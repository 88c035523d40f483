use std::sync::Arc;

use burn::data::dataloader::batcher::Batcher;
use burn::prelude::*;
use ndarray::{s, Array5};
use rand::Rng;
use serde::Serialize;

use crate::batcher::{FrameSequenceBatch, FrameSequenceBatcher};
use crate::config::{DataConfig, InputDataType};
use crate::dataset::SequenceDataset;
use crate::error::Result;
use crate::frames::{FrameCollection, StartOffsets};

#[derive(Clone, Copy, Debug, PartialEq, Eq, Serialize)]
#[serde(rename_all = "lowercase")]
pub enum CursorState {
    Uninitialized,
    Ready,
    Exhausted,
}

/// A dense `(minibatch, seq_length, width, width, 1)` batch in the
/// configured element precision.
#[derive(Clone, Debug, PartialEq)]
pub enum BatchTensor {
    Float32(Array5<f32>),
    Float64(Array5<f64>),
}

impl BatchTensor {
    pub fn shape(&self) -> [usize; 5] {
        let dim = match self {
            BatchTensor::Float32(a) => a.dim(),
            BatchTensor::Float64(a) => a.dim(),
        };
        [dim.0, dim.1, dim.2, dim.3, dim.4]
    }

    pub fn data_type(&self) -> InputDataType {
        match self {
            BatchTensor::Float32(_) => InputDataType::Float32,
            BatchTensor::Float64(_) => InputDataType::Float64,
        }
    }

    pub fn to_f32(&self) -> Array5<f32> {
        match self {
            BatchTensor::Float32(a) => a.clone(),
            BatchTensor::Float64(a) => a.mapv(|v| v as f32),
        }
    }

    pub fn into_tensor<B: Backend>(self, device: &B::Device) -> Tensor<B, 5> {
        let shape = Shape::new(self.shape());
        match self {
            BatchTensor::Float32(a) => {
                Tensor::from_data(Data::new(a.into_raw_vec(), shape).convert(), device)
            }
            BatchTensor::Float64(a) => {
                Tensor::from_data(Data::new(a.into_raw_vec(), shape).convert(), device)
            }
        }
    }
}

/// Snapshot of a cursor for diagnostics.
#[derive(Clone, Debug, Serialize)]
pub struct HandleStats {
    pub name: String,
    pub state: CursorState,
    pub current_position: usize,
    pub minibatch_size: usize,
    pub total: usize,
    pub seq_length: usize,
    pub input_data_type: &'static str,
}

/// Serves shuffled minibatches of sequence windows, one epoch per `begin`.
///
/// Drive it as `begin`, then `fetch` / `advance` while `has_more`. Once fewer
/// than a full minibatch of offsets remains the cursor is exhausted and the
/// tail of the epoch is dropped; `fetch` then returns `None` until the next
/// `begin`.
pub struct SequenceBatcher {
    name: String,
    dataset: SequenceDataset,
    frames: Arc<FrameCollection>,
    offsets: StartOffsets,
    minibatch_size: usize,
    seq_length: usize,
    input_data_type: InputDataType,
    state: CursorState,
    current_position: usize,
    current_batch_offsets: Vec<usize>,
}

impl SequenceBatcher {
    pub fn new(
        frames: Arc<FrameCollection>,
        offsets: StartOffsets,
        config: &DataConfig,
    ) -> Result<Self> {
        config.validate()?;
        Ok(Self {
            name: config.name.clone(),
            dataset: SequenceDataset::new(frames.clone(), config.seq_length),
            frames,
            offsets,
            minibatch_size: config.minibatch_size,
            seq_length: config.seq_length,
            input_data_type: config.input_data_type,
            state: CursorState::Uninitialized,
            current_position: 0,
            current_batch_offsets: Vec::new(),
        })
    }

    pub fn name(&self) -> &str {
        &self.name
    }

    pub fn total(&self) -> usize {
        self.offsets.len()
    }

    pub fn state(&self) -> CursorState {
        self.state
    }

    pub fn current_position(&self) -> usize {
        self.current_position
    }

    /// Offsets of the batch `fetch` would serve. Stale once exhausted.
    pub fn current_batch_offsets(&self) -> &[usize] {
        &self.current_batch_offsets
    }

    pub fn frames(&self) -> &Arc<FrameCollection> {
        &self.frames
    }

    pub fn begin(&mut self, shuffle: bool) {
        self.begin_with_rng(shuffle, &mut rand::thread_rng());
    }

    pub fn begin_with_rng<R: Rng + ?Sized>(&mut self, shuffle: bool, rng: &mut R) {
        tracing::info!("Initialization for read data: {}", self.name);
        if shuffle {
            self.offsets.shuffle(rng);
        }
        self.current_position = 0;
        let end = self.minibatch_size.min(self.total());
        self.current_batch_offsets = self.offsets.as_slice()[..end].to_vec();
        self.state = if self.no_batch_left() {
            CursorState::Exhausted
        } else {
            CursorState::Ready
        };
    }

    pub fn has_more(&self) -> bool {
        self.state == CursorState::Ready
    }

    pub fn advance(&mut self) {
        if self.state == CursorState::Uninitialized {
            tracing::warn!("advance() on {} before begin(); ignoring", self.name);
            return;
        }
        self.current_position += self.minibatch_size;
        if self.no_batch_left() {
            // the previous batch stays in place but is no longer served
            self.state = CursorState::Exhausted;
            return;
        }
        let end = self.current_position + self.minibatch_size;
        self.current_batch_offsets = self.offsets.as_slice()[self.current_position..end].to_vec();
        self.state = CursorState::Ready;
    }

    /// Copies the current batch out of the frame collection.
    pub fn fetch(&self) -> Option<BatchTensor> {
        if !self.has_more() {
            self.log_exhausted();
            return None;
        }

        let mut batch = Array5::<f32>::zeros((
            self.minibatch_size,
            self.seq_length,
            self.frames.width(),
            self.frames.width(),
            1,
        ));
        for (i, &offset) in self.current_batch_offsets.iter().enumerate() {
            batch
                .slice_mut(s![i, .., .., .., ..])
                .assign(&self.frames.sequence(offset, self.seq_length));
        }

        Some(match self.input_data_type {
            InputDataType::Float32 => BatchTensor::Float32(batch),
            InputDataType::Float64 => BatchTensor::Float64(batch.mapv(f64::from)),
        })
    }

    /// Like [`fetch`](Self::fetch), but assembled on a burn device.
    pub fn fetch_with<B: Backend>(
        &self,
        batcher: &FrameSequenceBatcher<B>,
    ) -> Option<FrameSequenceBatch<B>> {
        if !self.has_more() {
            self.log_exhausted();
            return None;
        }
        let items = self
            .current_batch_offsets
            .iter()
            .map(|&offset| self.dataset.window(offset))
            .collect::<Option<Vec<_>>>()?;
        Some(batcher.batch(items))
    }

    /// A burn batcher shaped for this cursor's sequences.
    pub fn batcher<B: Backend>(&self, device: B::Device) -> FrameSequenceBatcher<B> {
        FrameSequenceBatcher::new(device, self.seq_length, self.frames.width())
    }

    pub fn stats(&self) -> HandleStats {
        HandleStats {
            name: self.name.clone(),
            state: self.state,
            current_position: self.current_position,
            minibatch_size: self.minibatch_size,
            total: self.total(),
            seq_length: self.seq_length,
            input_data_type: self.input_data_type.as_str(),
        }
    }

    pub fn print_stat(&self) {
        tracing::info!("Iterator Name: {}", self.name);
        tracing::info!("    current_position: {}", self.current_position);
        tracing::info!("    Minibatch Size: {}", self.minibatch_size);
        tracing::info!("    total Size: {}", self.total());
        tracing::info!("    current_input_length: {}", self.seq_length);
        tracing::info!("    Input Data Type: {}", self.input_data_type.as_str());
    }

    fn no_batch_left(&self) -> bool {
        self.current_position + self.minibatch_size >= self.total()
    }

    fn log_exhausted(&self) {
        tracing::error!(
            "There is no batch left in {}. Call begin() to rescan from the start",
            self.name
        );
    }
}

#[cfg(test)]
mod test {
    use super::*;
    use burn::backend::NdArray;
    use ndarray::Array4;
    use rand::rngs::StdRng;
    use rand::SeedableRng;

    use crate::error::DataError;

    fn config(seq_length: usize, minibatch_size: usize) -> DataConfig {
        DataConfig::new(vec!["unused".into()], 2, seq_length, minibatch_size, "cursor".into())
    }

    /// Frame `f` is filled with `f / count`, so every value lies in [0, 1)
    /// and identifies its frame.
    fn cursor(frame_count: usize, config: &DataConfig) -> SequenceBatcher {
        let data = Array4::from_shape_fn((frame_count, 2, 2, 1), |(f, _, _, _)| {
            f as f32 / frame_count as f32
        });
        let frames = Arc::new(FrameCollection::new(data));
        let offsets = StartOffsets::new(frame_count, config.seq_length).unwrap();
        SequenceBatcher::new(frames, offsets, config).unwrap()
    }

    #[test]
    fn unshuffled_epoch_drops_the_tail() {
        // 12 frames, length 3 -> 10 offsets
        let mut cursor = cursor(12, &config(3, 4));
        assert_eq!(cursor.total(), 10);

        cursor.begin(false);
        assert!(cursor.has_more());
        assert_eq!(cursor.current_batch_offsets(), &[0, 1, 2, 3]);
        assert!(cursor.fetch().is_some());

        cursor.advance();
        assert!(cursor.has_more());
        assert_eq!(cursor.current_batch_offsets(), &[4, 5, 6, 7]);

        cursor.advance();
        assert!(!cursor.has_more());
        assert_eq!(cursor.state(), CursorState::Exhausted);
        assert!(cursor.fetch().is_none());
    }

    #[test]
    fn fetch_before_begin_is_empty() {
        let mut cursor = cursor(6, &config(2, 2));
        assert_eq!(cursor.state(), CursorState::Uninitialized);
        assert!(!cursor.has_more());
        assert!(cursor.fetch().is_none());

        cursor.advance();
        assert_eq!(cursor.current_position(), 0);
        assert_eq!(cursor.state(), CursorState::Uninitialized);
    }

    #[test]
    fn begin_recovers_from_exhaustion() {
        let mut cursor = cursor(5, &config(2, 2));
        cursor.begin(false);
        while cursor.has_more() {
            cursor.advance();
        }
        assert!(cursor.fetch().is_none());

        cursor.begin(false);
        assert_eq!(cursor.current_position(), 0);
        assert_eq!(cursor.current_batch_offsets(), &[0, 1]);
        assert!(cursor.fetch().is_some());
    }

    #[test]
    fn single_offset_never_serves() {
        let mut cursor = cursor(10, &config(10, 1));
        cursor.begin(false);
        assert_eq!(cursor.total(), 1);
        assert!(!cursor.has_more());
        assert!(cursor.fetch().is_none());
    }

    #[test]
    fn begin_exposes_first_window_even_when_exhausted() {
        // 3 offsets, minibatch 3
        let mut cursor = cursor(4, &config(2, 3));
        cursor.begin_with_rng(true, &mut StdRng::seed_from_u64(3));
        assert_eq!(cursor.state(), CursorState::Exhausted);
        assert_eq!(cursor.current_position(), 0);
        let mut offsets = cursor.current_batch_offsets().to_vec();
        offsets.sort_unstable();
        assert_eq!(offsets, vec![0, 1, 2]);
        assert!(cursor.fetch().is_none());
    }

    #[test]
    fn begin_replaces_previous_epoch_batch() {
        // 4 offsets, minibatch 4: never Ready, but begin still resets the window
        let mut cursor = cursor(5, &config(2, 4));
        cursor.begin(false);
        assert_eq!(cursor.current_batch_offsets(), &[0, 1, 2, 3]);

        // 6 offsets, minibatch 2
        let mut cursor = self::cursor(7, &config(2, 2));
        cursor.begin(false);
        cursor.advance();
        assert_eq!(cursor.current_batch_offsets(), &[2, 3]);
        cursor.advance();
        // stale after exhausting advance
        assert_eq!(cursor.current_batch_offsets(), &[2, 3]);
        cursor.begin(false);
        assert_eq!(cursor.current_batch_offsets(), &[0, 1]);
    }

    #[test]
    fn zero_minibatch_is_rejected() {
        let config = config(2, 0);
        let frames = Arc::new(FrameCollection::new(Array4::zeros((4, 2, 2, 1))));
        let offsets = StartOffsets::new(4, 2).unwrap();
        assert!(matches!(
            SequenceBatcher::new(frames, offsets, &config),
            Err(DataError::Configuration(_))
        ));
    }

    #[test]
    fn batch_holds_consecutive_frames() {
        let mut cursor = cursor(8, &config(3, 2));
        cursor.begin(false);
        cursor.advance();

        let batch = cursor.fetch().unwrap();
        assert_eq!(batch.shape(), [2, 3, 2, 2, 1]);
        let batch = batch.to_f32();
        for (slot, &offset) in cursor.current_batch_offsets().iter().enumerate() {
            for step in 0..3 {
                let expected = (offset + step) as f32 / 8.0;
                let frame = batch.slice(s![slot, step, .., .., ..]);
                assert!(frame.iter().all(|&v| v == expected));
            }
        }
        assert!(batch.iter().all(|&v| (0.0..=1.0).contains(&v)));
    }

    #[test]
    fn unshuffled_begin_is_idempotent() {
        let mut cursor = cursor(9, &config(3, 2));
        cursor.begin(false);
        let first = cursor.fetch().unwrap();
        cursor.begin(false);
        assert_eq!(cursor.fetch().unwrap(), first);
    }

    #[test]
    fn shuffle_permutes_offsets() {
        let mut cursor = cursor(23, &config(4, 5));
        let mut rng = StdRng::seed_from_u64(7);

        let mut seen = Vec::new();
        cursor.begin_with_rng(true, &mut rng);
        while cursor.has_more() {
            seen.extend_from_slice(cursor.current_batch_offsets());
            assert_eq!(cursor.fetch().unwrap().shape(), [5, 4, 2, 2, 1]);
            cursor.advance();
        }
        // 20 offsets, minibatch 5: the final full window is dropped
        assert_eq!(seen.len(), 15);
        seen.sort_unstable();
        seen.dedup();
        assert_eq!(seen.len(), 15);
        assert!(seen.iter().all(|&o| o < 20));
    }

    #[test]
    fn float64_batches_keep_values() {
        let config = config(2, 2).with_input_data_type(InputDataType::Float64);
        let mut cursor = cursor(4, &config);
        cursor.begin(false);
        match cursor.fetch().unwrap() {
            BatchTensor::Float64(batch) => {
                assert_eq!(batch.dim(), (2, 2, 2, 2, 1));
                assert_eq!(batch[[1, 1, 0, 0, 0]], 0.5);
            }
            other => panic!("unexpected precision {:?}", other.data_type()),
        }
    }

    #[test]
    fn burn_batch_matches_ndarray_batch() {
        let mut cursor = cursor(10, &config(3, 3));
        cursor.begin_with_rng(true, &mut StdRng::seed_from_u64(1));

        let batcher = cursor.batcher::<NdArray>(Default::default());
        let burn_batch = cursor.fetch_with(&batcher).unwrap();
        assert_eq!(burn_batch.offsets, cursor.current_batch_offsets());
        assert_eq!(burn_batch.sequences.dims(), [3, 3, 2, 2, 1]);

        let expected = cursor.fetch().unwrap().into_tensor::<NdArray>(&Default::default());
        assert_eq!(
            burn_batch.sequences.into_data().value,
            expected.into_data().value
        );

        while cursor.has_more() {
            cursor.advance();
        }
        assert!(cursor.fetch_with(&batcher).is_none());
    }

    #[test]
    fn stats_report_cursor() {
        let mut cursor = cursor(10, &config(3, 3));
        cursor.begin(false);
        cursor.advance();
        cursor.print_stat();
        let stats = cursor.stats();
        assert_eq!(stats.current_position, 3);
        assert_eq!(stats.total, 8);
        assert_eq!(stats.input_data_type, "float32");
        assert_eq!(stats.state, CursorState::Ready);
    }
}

==

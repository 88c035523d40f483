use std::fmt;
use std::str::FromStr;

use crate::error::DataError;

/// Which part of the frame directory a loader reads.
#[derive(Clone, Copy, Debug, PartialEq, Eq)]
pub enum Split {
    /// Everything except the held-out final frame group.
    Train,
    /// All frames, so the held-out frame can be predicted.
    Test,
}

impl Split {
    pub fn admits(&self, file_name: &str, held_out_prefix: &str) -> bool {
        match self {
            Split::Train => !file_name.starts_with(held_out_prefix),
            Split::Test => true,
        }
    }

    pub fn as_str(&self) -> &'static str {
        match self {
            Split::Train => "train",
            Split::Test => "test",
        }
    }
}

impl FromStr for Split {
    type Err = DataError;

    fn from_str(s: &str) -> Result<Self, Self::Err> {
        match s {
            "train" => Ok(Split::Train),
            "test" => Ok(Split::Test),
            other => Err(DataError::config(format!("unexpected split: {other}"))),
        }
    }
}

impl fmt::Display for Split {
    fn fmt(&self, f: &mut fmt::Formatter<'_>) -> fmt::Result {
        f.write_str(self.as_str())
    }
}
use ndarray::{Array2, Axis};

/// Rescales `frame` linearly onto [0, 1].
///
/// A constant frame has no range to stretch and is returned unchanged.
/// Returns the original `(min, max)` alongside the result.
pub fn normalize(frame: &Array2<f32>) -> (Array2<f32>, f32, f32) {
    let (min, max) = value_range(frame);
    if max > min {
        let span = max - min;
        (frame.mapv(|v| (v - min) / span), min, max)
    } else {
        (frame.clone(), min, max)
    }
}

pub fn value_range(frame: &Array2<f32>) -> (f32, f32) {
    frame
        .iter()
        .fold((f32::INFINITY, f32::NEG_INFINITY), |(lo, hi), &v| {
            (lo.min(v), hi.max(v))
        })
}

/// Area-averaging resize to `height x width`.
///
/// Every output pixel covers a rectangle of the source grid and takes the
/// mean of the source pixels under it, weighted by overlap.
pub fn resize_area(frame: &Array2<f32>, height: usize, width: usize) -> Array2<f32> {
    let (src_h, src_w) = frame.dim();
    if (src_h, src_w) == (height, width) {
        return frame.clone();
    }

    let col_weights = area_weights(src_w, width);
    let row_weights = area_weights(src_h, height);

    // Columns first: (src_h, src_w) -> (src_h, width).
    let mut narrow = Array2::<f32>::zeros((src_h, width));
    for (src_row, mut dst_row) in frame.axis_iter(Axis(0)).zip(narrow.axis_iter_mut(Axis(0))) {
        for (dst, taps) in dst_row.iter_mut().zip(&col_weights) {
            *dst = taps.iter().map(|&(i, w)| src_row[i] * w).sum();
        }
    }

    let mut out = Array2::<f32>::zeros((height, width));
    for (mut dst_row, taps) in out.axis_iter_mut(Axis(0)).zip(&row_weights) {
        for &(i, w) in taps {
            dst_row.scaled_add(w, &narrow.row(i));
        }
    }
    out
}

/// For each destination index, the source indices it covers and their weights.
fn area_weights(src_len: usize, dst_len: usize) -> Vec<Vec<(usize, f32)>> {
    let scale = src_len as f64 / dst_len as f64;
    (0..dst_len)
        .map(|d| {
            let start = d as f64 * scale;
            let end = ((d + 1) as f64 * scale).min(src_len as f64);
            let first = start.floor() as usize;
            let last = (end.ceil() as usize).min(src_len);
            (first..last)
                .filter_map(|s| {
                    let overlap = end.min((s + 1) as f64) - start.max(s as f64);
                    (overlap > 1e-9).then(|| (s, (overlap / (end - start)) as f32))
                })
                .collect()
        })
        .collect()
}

---

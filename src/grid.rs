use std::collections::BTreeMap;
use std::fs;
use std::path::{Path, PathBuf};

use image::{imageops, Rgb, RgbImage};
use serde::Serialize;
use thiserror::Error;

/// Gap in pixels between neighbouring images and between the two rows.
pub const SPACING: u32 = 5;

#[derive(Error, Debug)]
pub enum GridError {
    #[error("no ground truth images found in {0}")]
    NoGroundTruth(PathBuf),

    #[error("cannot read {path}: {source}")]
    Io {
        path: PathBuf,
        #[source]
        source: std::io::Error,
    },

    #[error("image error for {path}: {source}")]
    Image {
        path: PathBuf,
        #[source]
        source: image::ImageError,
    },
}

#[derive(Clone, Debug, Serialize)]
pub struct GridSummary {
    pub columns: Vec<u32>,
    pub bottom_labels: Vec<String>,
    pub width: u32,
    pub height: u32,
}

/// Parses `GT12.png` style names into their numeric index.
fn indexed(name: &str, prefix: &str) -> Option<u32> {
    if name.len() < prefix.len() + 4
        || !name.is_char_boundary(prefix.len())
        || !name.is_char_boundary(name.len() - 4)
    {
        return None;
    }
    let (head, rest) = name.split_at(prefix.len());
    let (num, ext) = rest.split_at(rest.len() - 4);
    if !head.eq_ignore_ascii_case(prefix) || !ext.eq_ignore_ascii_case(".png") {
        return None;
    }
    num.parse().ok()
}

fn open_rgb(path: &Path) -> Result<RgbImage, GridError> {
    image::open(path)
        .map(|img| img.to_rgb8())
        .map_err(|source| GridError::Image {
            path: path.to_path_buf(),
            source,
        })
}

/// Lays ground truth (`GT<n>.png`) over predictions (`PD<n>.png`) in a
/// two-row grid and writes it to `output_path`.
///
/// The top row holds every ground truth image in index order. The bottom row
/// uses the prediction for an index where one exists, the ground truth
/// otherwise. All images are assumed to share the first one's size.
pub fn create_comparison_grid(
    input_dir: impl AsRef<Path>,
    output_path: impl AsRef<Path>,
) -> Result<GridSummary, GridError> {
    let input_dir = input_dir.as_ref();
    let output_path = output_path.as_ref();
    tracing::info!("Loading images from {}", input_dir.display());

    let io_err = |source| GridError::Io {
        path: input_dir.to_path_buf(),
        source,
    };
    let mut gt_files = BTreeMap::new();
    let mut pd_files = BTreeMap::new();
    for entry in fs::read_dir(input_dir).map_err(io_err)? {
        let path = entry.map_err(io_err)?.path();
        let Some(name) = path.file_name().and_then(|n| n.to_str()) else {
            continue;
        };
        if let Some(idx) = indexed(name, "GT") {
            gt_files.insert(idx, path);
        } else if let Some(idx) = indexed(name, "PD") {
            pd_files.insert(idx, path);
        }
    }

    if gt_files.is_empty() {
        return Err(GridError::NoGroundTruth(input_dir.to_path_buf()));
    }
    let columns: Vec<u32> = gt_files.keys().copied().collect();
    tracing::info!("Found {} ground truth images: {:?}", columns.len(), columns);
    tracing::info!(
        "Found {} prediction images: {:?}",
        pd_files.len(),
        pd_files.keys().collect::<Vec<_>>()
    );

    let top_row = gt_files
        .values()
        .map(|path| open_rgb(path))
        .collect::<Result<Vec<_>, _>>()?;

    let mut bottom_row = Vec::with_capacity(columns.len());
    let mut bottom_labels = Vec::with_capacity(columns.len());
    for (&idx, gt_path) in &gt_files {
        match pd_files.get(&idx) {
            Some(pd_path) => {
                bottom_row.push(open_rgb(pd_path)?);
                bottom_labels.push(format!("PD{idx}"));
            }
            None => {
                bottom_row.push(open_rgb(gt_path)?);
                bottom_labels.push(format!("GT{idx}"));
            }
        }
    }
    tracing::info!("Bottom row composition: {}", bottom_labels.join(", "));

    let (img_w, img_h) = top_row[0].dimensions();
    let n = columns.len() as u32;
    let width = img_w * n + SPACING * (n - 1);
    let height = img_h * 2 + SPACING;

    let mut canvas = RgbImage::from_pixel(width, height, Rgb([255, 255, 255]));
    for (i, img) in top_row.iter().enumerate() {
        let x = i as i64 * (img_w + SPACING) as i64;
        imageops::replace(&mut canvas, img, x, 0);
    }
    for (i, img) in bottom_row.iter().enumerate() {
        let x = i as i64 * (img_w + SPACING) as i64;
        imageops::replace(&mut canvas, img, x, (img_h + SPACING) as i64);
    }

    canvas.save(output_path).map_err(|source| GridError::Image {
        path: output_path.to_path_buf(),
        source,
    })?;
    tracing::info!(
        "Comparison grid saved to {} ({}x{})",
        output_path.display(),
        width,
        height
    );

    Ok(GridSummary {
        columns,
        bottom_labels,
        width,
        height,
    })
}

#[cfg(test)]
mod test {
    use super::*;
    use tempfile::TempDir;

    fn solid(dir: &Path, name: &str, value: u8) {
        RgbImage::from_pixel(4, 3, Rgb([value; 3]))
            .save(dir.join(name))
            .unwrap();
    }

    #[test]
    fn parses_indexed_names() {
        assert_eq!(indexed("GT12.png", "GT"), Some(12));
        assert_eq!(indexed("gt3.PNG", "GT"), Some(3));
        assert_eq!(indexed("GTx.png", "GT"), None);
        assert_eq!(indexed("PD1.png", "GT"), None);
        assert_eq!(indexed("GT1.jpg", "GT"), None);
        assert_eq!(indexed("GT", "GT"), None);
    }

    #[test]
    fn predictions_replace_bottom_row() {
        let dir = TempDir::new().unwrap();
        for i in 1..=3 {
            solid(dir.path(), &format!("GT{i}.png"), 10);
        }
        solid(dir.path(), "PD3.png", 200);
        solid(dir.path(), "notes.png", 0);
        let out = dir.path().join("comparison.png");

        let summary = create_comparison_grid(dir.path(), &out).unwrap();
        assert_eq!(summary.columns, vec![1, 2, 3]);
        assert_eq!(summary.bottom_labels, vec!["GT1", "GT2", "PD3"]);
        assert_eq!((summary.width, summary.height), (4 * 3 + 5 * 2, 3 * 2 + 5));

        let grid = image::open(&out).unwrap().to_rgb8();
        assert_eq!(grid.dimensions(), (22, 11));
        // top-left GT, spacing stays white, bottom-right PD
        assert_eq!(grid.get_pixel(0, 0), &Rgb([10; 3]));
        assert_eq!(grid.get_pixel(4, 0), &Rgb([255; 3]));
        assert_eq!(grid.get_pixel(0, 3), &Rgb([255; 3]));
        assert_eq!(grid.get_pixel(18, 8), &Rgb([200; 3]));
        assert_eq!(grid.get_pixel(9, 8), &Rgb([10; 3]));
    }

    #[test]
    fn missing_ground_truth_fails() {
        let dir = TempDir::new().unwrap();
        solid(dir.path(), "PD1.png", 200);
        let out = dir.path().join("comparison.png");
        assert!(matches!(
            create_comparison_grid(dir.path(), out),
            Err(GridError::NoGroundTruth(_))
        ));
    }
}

[Task requirements]: Among the records, count every line where "sequences" appears. Reply with the total alone.

[Solution for this problem]: 3